*** Block opens ***

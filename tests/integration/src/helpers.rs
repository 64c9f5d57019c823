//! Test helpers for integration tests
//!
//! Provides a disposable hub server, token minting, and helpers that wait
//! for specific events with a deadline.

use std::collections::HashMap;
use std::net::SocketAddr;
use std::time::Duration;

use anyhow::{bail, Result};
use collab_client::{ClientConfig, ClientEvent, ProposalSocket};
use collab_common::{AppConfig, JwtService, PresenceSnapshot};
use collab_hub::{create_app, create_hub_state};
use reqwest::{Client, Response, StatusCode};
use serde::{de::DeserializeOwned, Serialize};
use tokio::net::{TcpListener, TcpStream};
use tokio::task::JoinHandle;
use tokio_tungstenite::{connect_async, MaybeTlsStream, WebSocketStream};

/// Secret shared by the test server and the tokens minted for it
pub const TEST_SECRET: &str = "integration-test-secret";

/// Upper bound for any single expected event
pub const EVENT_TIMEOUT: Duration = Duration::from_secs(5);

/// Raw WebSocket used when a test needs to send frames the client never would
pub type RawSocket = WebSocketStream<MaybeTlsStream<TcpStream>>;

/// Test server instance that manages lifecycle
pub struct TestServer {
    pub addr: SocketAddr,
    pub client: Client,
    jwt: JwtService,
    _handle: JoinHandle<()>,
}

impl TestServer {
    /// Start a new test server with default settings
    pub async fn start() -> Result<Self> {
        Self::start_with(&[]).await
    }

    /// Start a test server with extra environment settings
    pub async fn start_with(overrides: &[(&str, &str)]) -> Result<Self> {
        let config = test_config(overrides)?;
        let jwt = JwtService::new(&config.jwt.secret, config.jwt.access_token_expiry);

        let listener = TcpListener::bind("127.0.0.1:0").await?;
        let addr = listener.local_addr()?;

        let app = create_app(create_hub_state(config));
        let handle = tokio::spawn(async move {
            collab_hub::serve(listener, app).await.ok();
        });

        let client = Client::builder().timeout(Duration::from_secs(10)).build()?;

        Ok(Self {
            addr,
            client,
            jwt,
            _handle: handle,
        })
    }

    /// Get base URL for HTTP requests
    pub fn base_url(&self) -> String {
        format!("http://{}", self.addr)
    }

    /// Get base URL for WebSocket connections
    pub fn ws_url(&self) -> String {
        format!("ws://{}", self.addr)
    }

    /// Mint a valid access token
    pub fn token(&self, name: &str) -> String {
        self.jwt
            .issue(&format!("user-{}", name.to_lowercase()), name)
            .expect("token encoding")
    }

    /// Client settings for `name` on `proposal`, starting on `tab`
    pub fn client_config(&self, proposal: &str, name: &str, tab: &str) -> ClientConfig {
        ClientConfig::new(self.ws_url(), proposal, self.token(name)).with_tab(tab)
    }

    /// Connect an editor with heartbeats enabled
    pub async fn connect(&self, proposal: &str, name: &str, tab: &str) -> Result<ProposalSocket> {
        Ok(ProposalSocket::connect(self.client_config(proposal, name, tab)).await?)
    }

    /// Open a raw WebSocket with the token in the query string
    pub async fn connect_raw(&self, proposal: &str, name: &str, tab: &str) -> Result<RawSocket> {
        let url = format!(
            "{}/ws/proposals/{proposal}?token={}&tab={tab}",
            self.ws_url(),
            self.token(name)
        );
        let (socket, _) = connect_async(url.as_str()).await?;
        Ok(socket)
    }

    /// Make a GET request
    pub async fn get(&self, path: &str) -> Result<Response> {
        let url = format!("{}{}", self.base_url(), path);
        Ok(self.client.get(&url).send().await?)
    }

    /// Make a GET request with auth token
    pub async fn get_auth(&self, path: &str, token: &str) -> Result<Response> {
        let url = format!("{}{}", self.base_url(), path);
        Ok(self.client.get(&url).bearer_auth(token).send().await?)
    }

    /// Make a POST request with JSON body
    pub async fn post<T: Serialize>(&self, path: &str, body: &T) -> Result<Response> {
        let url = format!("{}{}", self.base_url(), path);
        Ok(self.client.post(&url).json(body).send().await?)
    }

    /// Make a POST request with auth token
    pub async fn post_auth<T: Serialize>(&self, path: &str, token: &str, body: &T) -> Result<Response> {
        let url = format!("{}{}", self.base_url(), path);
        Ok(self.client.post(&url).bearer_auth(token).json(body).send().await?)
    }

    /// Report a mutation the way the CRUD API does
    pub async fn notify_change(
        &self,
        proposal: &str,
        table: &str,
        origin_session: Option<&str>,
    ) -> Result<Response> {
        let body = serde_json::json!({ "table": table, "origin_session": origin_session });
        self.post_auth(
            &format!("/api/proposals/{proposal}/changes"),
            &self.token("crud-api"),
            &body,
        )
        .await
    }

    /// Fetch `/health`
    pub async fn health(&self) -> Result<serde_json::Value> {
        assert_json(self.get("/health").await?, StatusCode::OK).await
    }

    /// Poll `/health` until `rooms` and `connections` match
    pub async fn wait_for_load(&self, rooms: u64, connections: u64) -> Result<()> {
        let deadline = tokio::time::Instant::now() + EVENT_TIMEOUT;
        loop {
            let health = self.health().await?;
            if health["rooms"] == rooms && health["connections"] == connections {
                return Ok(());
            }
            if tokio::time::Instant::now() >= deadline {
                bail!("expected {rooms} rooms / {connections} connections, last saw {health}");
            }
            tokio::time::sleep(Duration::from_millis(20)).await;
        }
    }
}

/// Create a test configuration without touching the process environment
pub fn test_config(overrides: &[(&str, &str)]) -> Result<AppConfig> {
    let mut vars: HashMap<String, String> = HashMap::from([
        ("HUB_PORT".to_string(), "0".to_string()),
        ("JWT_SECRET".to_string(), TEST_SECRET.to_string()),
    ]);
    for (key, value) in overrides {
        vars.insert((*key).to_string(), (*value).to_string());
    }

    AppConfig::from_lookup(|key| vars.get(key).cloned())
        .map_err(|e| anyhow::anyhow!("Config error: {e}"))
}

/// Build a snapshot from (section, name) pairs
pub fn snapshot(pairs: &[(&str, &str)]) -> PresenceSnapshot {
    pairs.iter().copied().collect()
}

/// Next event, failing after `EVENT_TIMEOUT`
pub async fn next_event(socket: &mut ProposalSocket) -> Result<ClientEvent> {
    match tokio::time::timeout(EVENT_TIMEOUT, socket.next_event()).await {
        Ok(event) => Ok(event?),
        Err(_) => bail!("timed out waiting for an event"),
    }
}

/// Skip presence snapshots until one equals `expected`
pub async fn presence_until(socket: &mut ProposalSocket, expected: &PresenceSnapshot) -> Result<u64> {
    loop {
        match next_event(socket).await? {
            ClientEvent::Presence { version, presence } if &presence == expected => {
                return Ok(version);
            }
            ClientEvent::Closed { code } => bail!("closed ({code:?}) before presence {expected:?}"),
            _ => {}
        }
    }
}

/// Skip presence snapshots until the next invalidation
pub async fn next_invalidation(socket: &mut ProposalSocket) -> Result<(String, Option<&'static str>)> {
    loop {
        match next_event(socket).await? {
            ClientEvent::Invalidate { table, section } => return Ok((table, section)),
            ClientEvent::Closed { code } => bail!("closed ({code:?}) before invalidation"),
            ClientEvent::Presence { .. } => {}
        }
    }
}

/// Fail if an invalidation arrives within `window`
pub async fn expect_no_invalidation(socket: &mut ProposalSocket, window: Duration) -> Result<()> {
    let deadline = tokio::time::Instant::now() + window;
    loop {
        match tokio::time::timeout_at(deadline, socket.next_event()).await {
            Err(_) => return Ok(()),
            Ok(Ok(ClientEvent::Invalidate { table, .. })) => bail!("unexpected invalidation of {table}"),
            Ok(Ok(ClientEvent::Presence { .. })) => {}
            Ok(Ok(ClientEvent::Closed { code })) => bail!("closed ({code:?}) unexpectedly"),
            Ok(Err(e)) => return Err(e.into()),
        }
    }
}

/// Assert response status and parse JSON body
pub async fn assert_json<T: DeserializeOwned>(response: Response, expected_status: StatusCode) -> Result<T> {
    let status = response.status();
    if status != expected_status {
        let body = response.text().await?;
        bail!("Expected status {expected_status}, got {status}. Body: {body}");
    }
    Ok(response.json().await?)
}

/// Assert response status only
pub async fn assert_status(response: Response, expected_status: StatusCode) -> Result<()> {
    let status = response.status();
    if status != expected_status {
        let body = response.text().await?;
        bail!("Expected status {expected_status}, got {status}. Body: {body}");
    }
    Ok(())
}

*** Block closes ***

→ **EXERCISE GOAL**:
Reproduce exactly the lines of the records above from the one with "pub async fn wait_for_load(&self, rooms: u64, connections: u64)" to the one with "pub fn test_config(overrides: &[(&str, &str)])", both included, and leave out everything else.

→ **RESPONSE**:
    pub async fn wait_for_load(&self, rooms: u64, connections: u64) -> Result<()> {
        let deadline = tokio::time::Instant::now() + EVENT_TIMEOUT;
        loop {
            let health = self.health().await?;
            if health["rooms"] == rooms && health["connections"] == connections {
                return Ok(());
            }
            if tokio::time::Instant::now() >= deadline {
                bail!("expected {rooms} rooms / {connections} connections, last saw {health}");
            }
            tokio::time::sleep(Duration::from_millis(20)).await;
        }
    }
}

/// Create a test configuration without touching the process environment
pub fn test_config(overrides: &[(&str, &str)]) -> Result<AppConfig> {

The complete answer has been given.